Etotal initial + Energy Transfer = Etotal final

Energy can be stored in a system via different storage mechanisms. In this lab we will consider only two storage mechanisms, kinetic energy (KE) and gravitational potential energy (PEg). The definitions for these energy types are shown in the table below.

Energy Symbol Meaning Definition Meaning of Variables in Definition

Kinetic Energy KE Energy of motion 1 /2mv 2 m = mass of object v = speed of object

Gravitational

Potential

Energy

PEg

Energy stored

in object/earth

system

mgh

m = mass of object

h = height relative to zero height

The location of h=0 is arbitrary.

In the expression for gravitational potential energy, (mgh), note that g is equal to positive 9.8m/s2. g does not equal a negative number!

The total energy of a system is the sum of the kinetic and gravitational potential energies:

Etotal = KE + PEg —————————(equation 1)

Question 1

Complete the following table by using the definitions above to determine when each quantity is positive, zero or negative. Two of the answers have been filled in for you as examples.

Quantity Sign of

Quantity Meaning

Kinetic

Energy

Positive

Zero Object is at rest

Negative

Gravitational

Potential

Energy

Positive Object is located above h=0.

Zero

Negative

There are various ways to transfer energy between the system and the environment. Work (W) is one of these ways. In this lab, we will only discuss work for an object moving along a straight line that is exerted by a force that is directed along that line. For this particular case work, W is defined as W = ± Fext d

Where Fext is an external force acting on an object and d is the distance it travels under the influence of that external force.

If the object moves in the same direction as Fext, then the work is positive.

If the object moves in the direction opposite to the direction of Fext, then the work is negative.

The SI Units of energy and of work are Joules

Conservation of energy states:

KEi + PEgi + W = KEf + PEgf

(Etotal)i + W = (Etotal)f —————–(equation 2)

Here i and f indicate initial and final states of the system. In this expression, the work is done by agents outside of the system on an object inside of the system.

We say that the energy of a system is conserved whenever (Etotal)i = (Etotal)f.

Question 2

What must the work be for (Etotal)i to be equal to (Etotal)f?

Experiment 1: Consider the situation shown at right that involves a girl skateboarding on a frictionless track as shown. The girl rides down the hill, reaches the bottom, rises on the other side of the track, turns around, then rides down the hill once again. Assume the system consists of the girl, her skateboard, and the earth. The track is a part of the environment, not a part of the

system.

Predict the following. For the potential energy you can consider h=0 to be at the bottom of the track.

Prediction 1 While the girl is riding down the hill:

a) Is the kinetic energy positive, or zero? (Hint: take a look at your answer to question 1.)

b) Is the height of the girl positive, negative or zero? (Hint: consider height h=0 at the bottom of the track.)

c) Is the gravitational potential energy positive, negative or zero? (Hint: take a look at your answer to question 1.)

d) Is the total energy positive, negative or zero? (Hint: look at the definition of total energy in equation 1.)

e) Does an external force act on the girl? If so what/who is exerting the force and in what direction?

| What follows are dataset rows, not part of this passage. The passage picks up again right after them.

//! 수집 현황 endpoint.

use std::sync::Arc;

use axum::extract::State;
use axum::routing::get;
use axum::{Json, Router};
use serde::{Deserialize, Serialize};
use stockfinder_core::CollectorCheckpoint;

use crate::error::ApiResult;
use crate::state::AppState;

/// 티커 수집 현황
#[derive(Debug, Serialize, Deserialize)]
pub struct TickerCounts {
    pub total: u64,
    pub fetched: u64,
    pub unfetched: u64,
}

/// 수집 현황 응답
#[derive(Debug, Serialize, Deserialize)]
pub struct StatsResponse {
    pub tickers: TickerCounts,
    pub checkpoints: Vec<CollectorCheckpoint>,
}

/// 수집 현황 조회.
///
/// GET /api/v1/stats
pub async fn get_stats(State(state): State<Arc<AppState>>) -> ApiResult<Json<StatsResponse>> {
    let total = state.tickers.count_tickers(None).await?;
    let fetched = state.tickers.count_tickers(Some(true)).await?;
    let checkpoints = state.checkpoints.list_checkpoints().await?;

    Ok(Json(StatsResponse {
        tickers: TickerCounts {
            total,
            fetched,
            unfetched: total.saturating_sub(fetched),
        },
        checkpoints,
    }))
}

/// 수집 현황 라우터 생성.
pub fn stats_router() -> Router<Arc<AppState>> {
    Router::new().route("/", get(get_stats))
}
//! 헬스 체크 endpoint.
//!
//! 로드밸런서나 오케스트레이션 시스템(Kubernetes 등)에서 사용됩니다.

use axum::{extract::State, http::StatusCode, response::IntoResponse, routing::get, Json, Router};
use serde::{Deserialize, Serialize};
use std::sync::Arc;

use crate::state::AppState;

/// 헬스 체크 응답 구조체.
#[derive(Debug, Serialize, Deserialize)]
pub struct HealthResponse {
    /// 전체 서비스 상태 ("healthy" | "unhealthy")
    pub status: String,

    /// API 버전
    pub version: String,

    /// 서버 업타임(초)
    pub uptime_secs: i64,

    /// 현재 시간 (ISO 8601)
    pub timestamp: String,

    /// 개별 컴포넌트 상태
    pub components: ComponentHealth,
}

/// 개별 컴포넌트 상태.
#[derive(Debug, Serialize, Deserialize)]
pub struct ComponentHealth {
    /// 저장소 연결 상태
    pub store: ComponentStatus,
}

/// 컴포넌트 상태.
#[derive(Debug, Serialize, Deserialize)]
pub struct ComponentStatus {
    /// 상태 ("up" | "down")
    pub status: String,

    /// 추가 정보 (선택적)
    #[serde(skip_serializing_if = "Option::is_none")]
    pub message: Option<String>,
}

impl ComponentStatus {
    /// 정상 상태.
    pub fn up() -> Self {
        Self {
            status: "up".to_string(),
            message: None,
        }
    }

    /// 비정상 상태.
    pub fn down(message: impl Into<String>) -> Self {
        Self {
            status: "down".to_string(),
            message: Some(message.into()),
        }
    }
}

/// 간단한 헬스 체크 (liveness probe용).
///
/// GET /health
pub async fn health_check() -> impl IntoResponse {
    (StatusCode::OK, "OK")
}

/// 상세 헬스 체크 (readiness probe용).
///
/// GET /health/ready
pub async fn health_ready(State(state): State<Arc<AppState>>) -> impl IntoResponse {
    let (overall_status, status_code, store_status) = if state.is_store_healthy().await {
        ("healthy", StatusCode::OK, ComponentStatus::up())
    } else {
        (
            "unhealthy",
            StatusCode::SERVICE_UNAVAILABLE,
            ComponentStatus::down("연결 실패"),
        )
    };

    let response = HealthResponse {
        status: overall_status.to_string(),
        version: state.version.clone(),
        uptime_secs: state.uptime_secs(),
        timestamp: chrono::Utc::now().to_rfc3339(),
        components: ComponentHealth {
            store: store_status,
        },
    };

    (status_code, Json(response))
}

/// 헬스 체크 라우터 생성.
pub fn health_router() -> Router<Arc<AppState>> {
    Router::new()
        .route("/", get(health_check))
        .route("/ready", get(health_ready))
}

#[cfg(test)]
mod tests {
    use super::*;
    use axum::{
        body::Body,
        http::{Request, StatusCode},
    };
    use tower::ServiceExt;

    #[tokio::test]
    async fn test_health_check_returns_ok() {
        let app = Router::new().route("/health", get(health_check));

        let response = app
            .oneshot(Request::builder().uri("/health").body(Body::empty()).unwrap())
            .await
            .unwrap();

        assert_eq!(response.status(), StatusCode::OK);
    }

    #[tokio::test]
    async fn test_health_ready_returns_json() {
        use crate::state::create_test_state;

        let state = Arc::new(create_test_state());
        let app = Router::new()
            .route("/health/ready", get(health_ready))
            .with_state(state);

        let response = app
            .oneshot(
                Request::builder()
                    .uri("/health/ready")
                    .body(Body::empty())
                    .unwrap(),
            )
            .await
            .unwrap();

        assert_eq!(response.status(), StatusCode::OK);

        let body = axum::body::to_bytes(response.into_body(), usize::MAX)
            .await
            .unwrap();
        let health: HealthResponse = serde_json::from_slice(&body).unwrap();

        assert_eq!(health.status, "healthy");
        assert_eq!(health.components.store.status, "up");
        assert!(!health.version.is_empty());
    }

    #[test]
    fn test_component_status_variants() {
        let up = ComponentStatus::up();
        assert_eq!(up.status, "up");
        assert!(up.message.is_none());

        let down = ComponentStatus::down("error");
        assert_eq!(down.status, "down");
        assert_eq!(down.message, Some("error".to_string()));
    }
}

f) Is the work performed on the girl by this external force positive, negative or zero? (Hint: does the girl move in the same direction as the external force, in he opposite direction, or perpendicular to it?)

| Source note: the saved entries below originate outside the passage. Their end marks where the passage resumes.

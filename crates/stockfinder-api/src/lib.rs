//! StockFinder 읽기 전용 REST API.
//!
//! 수집기가 저장한 티커와 Fundamental 데이터를 조회합니다.
//!
//! # 모듈 구성
//!
//! - [`state`]: 애플리케이션 공유 상태 (AppState)
//! - [`routes`]: REST API 엔드포인트
//! - [`error`]: JSON 에러 응답
//! - [`config`]: 서버 설정

pub mod config;
pub mod error;
pub mod routes;
pub mod state;

pub use config::ApiConfig;
pub use error::{ApiError, ApiErrorResponse, ApiResult};
pub use routes::*;
pub use state::AppState;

g) Is the girl speeding up, slowing down, or moving at constant speed?

h) Is the kinetic energy increasing, decreasing, or remaining constant? (Hint: take a look at the definition of kinetic energy in the table on page 1.)

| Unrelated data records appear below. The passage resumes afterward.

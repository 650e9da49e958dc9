//! 워크플로우 체크포인트 관리 모듈.
//!
//! 체크포인트는 참고용입니다. 어떤 티커를 수집할지는 티커의 fetched 마커가 결정하고,
//! 체크포인트는 다음 두 가지를 재시작 후에도 유지하기 위해 사용합니다:
//!
//! - **Rate limit 대기**: 만료 시각을 저장해 재시작 직후 다시 호출하지 않음
//! - **티커 동기화 완료 여부**: 목록 저장 도중 중단되면 다음 실행에서 다시 동기화

use chrono::{DateTime, Utc};
use stockfinder_core::{CheckpointStatus, CollectorCheckpoint};
use stockfinder_data::CheckpointStore;

use crate::Result;

/// 체크포인트 로드 (없으면 `Running` 상태의 새 체크포인트).
pub async fn load_or_new<S>(store: &S, workflow: &str) -> Result<CollectorCheckpoint>
where
    S: CheckpointStore + ?Sized,
{
    Ok(store
        .load_checkpoint(workflow)
        .await?
        .unwrap_or_else(|| CollectorCheckpoint::new(workflow, CheckpointStatus::Running)))
}

/// 상태 변경 후 저장.
///
/// `RateLimited`가 아닌 상태로 바뀌면 대기 만료 시각을 지웁니다.
pub async fn save_status<S>(
    store: &S,
    checkpoint: &mut CollectorCheckpoint,
    status: CheckpointStatus,
) -> Result<()>
where
    S: CheckpointStore + ?Sized,
{
    checkpoint.status = status;
    if status != CheckpointStatus::RateLimited {
        checkpoint.cooldown_until = None;
    }
    checkpoint.updated_at = Utc::now();
    store.save_checkpoint(checkpoint).await?;
    Ok(())
}

/// Rate limit 대기 상태와 만료 시각 저장.
pub async fn save_cooldown<S>(
    store: &S,
    checkpoint: &mut CollectorCheckpoint,
    until: DateTime<Utc>,
) -> Result<()>
where
    S: CheckpointStore + ?Sized,
{
    checkpoint.cooldown_until = Some(until);
    save_status(store, checkpoint, CheckpointStatus::RateLimited).await
}

/// 워크플로우가 완료 상태인지 확인.
pub async fn is_completed<S>(store: &S, workflow: &str) -> Result<bool>
where
    S: CheckpointStore + ?Sized,
{
    Ok(store
        .load_checkpoint(workflow)
        .await?
        .is_some_and(|cp| cp.status == CheckpointStatus::Completed))
}
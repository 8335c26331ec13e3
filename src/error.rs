//! Crate-level error type.

use crate::config::loader::ConfigError;
use crate::lifecycle::LaunchError;
use crate::options::OptionsError;

/// Any failure that stops the launcher before the program takes over.
#[derive(Debug, thiserror::Error)]
pub enum LauncherError {
    #[error("configuration error: {0}")]
    Config(#[from] ConfigError),

    #[error(transparent)]
    Options(#[from] OptionsError),

    #[error(transparent)]
    Launch(#[from] LaunchError),
}

impl LauncherError {
    /// Process exit code for this failure.
    pub fn exit_code(&self) -> i32 {
        1
    }
}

i) Is the potential energy increasing, decreasing or remaining constant? (Hint: take a look at the definition of potential energy in the table on page 1.)

j) Is the total energy increasing, decreasing or constant?

The last prediction focused solely on the interval when the girl was riding down the incline. The next two predictions will ask you to tabulate answers about all the portions of the girl’s motion. Ask yourself the questions from the last prediction to complete the following predictions.

Prediction 2 Indicate whether each of the following are positive, negative or zero by writing

a ‘+’, ‘–’ or ‘0’ in each cell of the table.

KE PEg Etotal The girl starts out at rest at the top of the track

The girl is riding down the track

The girl is at the bottom of the

track

The girl is riding up the other side

of the track

The girl reaches the top of the

other side of the track

Prediction 3 Complete each cell by indicating whether each quantity is increasing (I),

decreasing (D), constant (C), a maximum (Max) or a minimum (Min).

KE PEg Etotal The girl starts out at rest at the top

of the track

The girl is riding down the track

The girl is at the bottom of the

track

The girl is riding up the other side

of the track

The girl reaches the top of the

other side of the track

©2020 by Heidi Van Tassell Mesa Community College Page 4.1.5

Mesa, Arizona 85202

Computer 1. Open the PhET simulation at

Procedure

skate-park_all.html

1. Click on the “Intro” button. 3. Click the option “Pie Chart” on the right-hand side of the page. 4. Make sure Friction is set to “None”. 5. Make sure Gravity is set to “Earth” or “9.8m/s2.” 6. Click on “Slow Motion” button at the bottom of the page. 7. Click and drag the girl to the top of the track. Release her and observe

the pie chart as she skates down the track and back up the other side.

Question 3 What type of energy does the girl have when she is located at the top of the track?

Question 4 What type of energy does the girl have when she is located at the bottom of the track?

Question 5 What happens to the total energy as the girl skates up and down the hill? Does it

increase, decrease or remain constant?

1. At the bottom of the page click the “Measure” button. 9. Once again click and drag the girl to the top of the track. Release her

and observe the purple dots that remain in her track after she passes.

These are places where we can measure data.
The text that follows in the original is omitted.